Die schleppende Erholung zeigt sich auch bei den täglichen Abflügen vom Flughafen Zürich. In den vergangenen Wochen gab es sogar wieder einen deutlichen Rückgang, auch im Vergleich mit dem Vorjahr.
Im Gegensatz zum weltweiten Verkehr von Menschen hat sich der internationale Austausch von Gütern viel stärker erholt. Zwar wird auch ein Teil des Welthandels per Flugzeug abgewickelt, aber aussagekräftiger sind Daten zum Schiffsverkehr. Rund 90% des weltweiten Güterhandels werden gemessen am Gewicht per Schiff verfrachtet. Ökonomen des Internationalen Währungsfonds (IMF) schätzen täglich den Umfang des Seehandels anhand von Navigations- und Schiffsdaten.
Diese Zahlen zeigen, dass die Erholung schon weit fortgeschritten ist. Nach einem starken Einbruch im Frühjahr erreichten die chinesischen Exporte per Schiff im Juli wieder die Vorjahresergebnisse. Bei Schiffsladungen von und nach Amerika war dies im August der Fall, für die Euro-Länder im September. Allerdings erfolgt der Handel in Europa zu einem grossen Teil auch per Bahn und Strasse.

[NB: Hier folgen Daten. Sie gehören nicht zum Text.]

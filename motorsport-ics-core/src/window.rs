use chrono::{DateTime, Datelike, Duration, NaiveDate, NaiveTime, TimeZone, Weekday};
use chrono_tz::Tz;
use serde::{Deserialize, Serialize};

use crate::{Error, Result, config::WindowConfig};

/// Configured day span of a race weekend.
#[derive(Debug, Clone, Copy, PartialEq, Eq, Serialize, Deserialize)]
pub struct WeekendDays {
    pub first: Weekday,
    pub last: Weekday,
}

impl WeekendDays {
    pub const fn friday_to_sunday() -> Self {
        Self {
            first: Weekday::Fri,
            last: Weekday::Sun,
        }
    }

    pub const fn thursday_to_sunday() -> Self {
        Self {
            first: Weekday::Thu,
            last: Weekday::Sun,
        }
    }

    pub const fn friday_to_monday() -> Self {
        Self {
            first: Weekday::Fri,
            last: Weekday::Mon,
        }
    }

    pub const fn thursday_to_monday() -> Self {
        Self {
            first: Weekday::Thu,
            last: Weekday::Mon,
        }
    }

    /// Days after `first` up to and including `last`, wrapping over the week boundary.
    pub fn span_days(&self) -> i64 {
        i64::from((self.last.num_days_from_monday() + 7 - self.first.num_days_from_monday()) % 7)
    }
}

impl Default for WeekendDays {
    fn default() -> Self {
        Self::friday_to_sunday()
    }
}

impl From<&WindowConfig> for WeekendDays {
    fn from(config: &WindowConfig) -> Self {
        Self {
            first: config.first_day,
            last: config.last_day,
        }
    }
}

/// Closed interval events are filtered against. Both ends carry the same timezone.
#[derive(Debug, Clone, Copy, PartialEq, Eq)]
pub struct WeekendWindow {
    pub start: DateTime<Tz>,
    pub end: DateTime<Tz>,
}

impl WeekendWindow {
    pub fn timezone(&self) -> Tz {
        self.start.timezone()
    }

    /// Inclusive on both ends; `at` may be in any timezone.
    pub fn contains<T: TimeZone>(&self, at: &DateTime<T>) -> bool {
        *at >= self.start && *at <= self.end
    }

    /// Local dates covered by the window.
    pub fn days(&self) -> Vec<NaiveDate> {
        let last = self.end.date_naive();
        self.start
            .date_naive()
            .iter_days()
            .take_while(|d| *d <= last)
            .collect()
    }
}

/// Computes the active weekend window.
#[derive(Debug, Clone)]
pub struct WeekendWindowCalculator {
    tz: Tz,
    days: WeekendDays,
}

impl WeekendWindowCalculator {
    pub fn new(tz: Tz, days: WeekendDays) -> Self {
        Self { tz, days }
    }

    pub fn days(&self) -> WeekendDays {
        self.days
    }

    /// Window for the weekend that is in progress at `now`, or the next one to occur.
    pub fn next_from_now(&self) -> Result<WeekendWindow> {
        self.window_for(&chrono::Utc::now())
    }

    /// Window around a reference instant in any timezone.
    ///
    /// The reference is first moved into the configured timezone; if its local
    /// date lies inside a configured span that span is returned, otherwise the
    /// next occurring one.
    pub fn window_for<T: TimeZone>(&self, reference: &DateTime<T>) -> Result<WeekendWindow> {
        let local = reference.with_timezone(&self.tz);
        self.window_for_date(local.date_naive())
    }

    /// Window around a local calendar date.
    pub fn window_for_date(&self, date: NaiveDate) -> Result<WeekendWindow> {
        let span = self.days.span_days();
        let offset = i64::from(
            (date.weekday().num_days_from_monday() + 7 - self.days.first.num_days_from_monday()) % 7,
        );
        let first_day = if offset <= span {
            date - Duration::days(offset)
        } else {
            date + Duration::days(7 - offset)
        };
        let last_day = first_day + Duration::days(span);

        let start = self.local(first_day, NaiveTime::MIN)?;
        let end_time = NaiveTime::from_hms_milli_opt(23, 59, 59, 999)
            .ok_or_else(|| Error::Internal("invalid end-of-day time".to_string()))?;
        let end = self.local(last_day, end_time)?;

        Ok(WeekendWindow { start, end })
    }

    fn local(&self, date: NaiveDate, time: NaiveTime) -> Result<DateTime<Tz>> {
        let naive = date.and_time(time);
        self.tz
            .from_local_datetime(&naive)
            .earliest()
            .or_else(|| {
                // Midnight can fall inside a DST gap in some zones
                self.tz
                    .from_local_datetime(&(naive + Duration::hours(1)))
                    .earliest()
            })
            .ok_or_else(|| {
                Error::Internal(format!("{} does not exist in {}", naive, self.tz.name()))
            })
    }
}

#[cfg(test)]
mod tests {
    use super::*;
    use chrono::{Timelike, Utc};

    fn ymd(y: i32, m: u32, d: u32) -> NaiveDate {
        NaiveDate::from_ymd_opt(y, m, d).unwrap()
    }

    fn calc(days: WeekendDays) -> WeekendWindowCalculator {
        WeekendWindowCalculator::new(chrono_tz::America::Sao_Paulo, days)
    }

    #[test]
    fn midweek_reference_picks_next_weekend() {
        // 2025-07-30 is a Wednesday
        let w = calc(WeekendDays::default())
            .window_for_date(ymd(2025, 7, 30))
            .unwrap();
        assert_eq!(w.start.date_naive(), ymd(2025, 8, 1));
        assert_eq!(w.end.date_naive(), ymd(2025, 8, 3));
        assert_eq!(w.start.time(), NaiveTime::MIN);
        assert_eq!(
            (w.end.hour(), w.end.minute(), w.end.second()),
            (23, 59, 59)
        );
        assert_eq!(w.end.nanosecond(), 999_000_000);
    }

    #[test]
    fn reference_inside_weekend_keeps_it() {
        let w = calc(WeekendDays::default())
            .window_for_date(ymd(2025, 8, 3))
            .unwrap();
        assert_eq!(w.start.date_naive(), ymd(2025, 8, 1));
        assert_eq!(w.days().len(), 3);
    }

    #[test]
    fn extended_spans() {
        let w = calc(WeekendDays::thursday_to_monday())
            .window_for_date(ymd(2025, 8, 4))
            .unwrap();
        assert_eq!(w.start.date_naive(), ymd(2025, 7, 31));
        assert_eq!(w.end.date_naive(), ymd(2025, 8, 4));

        let w = calc(WeekendDays::friday_to_monday())
            .window_for_date(ymd(2025, 8, 5))
            .unwrap();
        assert_eq!(w.start.date_naive(), ymd(2025, 8, 8));
        assert_eq!(w.days().len(), 4);
    }

    #[test]
    fn reference_normalized_into_timezone() {
        // Saturday 01:00 UTC is still Friday evening in São Paulo
        let reference = Utc.with_ymd_and_hms(2025, 8, 2, 1, 0, 0).unwrap();
        let w = calc(WeekendDays::default()).window_for(&reference).unwrap();
        assert_eq!(w.start.date_naive(), ymd(2025, 8, 1));

        // Thursday 23:30 in São Paulo is Friday in UTC; the window is still next Friday's
        let reference = Utc.with_ymd_and_hms(2025, 8, 1, 2, 30, 0).unwrap();
        let w = calc(WeekendDays::default()).window_for(&reference).unwrap();
        assert_eq!(w.start.date_naive(), ymd(2025, 8, 1));
    }

    #[test]
    fn window_invariant_holds_for_every_day() {
        let presets = [
            WeekendDays::friday_to_sunday(),
            WeekendDays::thursday_to_sunday(),
            WeekendDays::friday_to_monday(),
            WeekendDays::thursday_to_monday(),
        ];
        for tz in [
            chrono_tz::America::Sao_Paulo,
            chrono_tz::Europe::London,
            chrono_tz::Australia::Sydney,
        ] {
            for days in presets {
                let calc = WeekendWindowCalculator::new(tz, days);
                for date in ymd(2025, 1, 1).iter_days().take(400) {
                    let w = calc.window_for_date(date).unwrap();
                    assert!(w.start <= w.end);
                    assert_eq!(w.start.timezone(), w.end.timezone());
                    assert_eq!(w.start.weekday(), days.first);
                    assert_eq!(w.end.weekday(), days.last);
                    assert!(w.start.date_naive() >= date || w.end.date_naive() >= date);
                }
            }
        }
    }

    #[test]
    fn contains_is_inclusive() {
        let w = calc(WeekendDays::default())
            .window_for_date(ymd(2025, 8, 1))
            .unwrap();
        assert!(w.contains(&w.start));
        assert!(w.contains(&w.end));
        assert!(!w.contains(&(w.end + Duration::milliseconds(1))));
        assert!(!w.contains(&(w.start - Duration::milliseconds(1))));
    }
}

Die jüngsten Prognosen der WTO deuten auf eine ähnliche Entwicklung hin: Die Handelsorganisation geht davon aus, dass der Welthandel in diesem Jahr insgesamt um 9,2% zurückgeht. Zuvor betrug die Schätzung selbst im optimistischsten Szenario ein Minus von 12,9%. Asien dürfte weniger stark unter der Pandemie leiden als Europa oder die USA.
Zu Daten und Methodik. Früher sah man die Wirtschaft nur im Rückspiegel: Bis verlässliche Daten zum Wirtschaftsverlauf vorlagen, vergingen meist einige Wochen oder Monate. Aber in der Corona-Krise ist schlagartig ein grosses Interesse an zeitnahen Informationen erwacht.
Zahlreiche Ökonomen sind deshalb kreativ geworden. Sie haben neue Datenquellen erschlossen, um die Wirtschaftsaktivität fast in Echtzeit zu messen. Die Daten zeigen zum Beispiel, wie die Menschen in der Krise den Konsum eingeschränkt haben und wie sich das Wirtschaftsleben nach der Lockerung des Lockdown wieder belebt hat.
Wir geben einen Überblick über innovativ ermittelte Daten zur Wirtschaft der Schweiz, Österreichs und Deutschlands sowie zur weltweiten Wirtschaftsaktivität. Die gezeigten Zahlen und Grafiken werden jeweils Mitte Woche aktualisiert. So können Sie selbst verfolgen, wie sich die Wirtschaftslage in der Corona-Krise entwickelt.